| REQUIRED WORK |
Copy out every record below with complete accuracy.

| SUPPLIED DATA |
//! Numerical helpers shared by the models, grid search and evaluation.

pub mod cross_validation;
pub mod metrics;
pub mod ols;
pub mod optimization;
pub mod stats;

pub use cross_validation::{CrossValidationReport, ModelEvaluation};
pub use metrics::{calculate_metrics, mae, mape, mse, rmse, AccuracyMetrics};
pub use ols::{ols_fit, OLSResult, Regressor};
pub use optimization::{nelder_mead, NelderMeadConfig, NelderMeadResult};
pub use stats::{mean, quantile_normal};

| TASK RESPONSE |
//! Numerical helpers shared by the models, grid search and evaluation.

pub mod cross_validation;
pub mod metrics;
pub mod ols;
pub mod optimization;
pub mod stats;

pub use cross_validation::{CrossValidationReport, ModelEvaluation};
pub use metrics::{calculate_metrics, mae, mape, mse, rmse, AccuracyMetrics};
pub use ols::{ols_fit, OLSResult, Regressor};
pub use optimization::{nelder_mead, NelderMeadConfig, NelderMeadResult};
pub use stats::{mean, quantile_normal};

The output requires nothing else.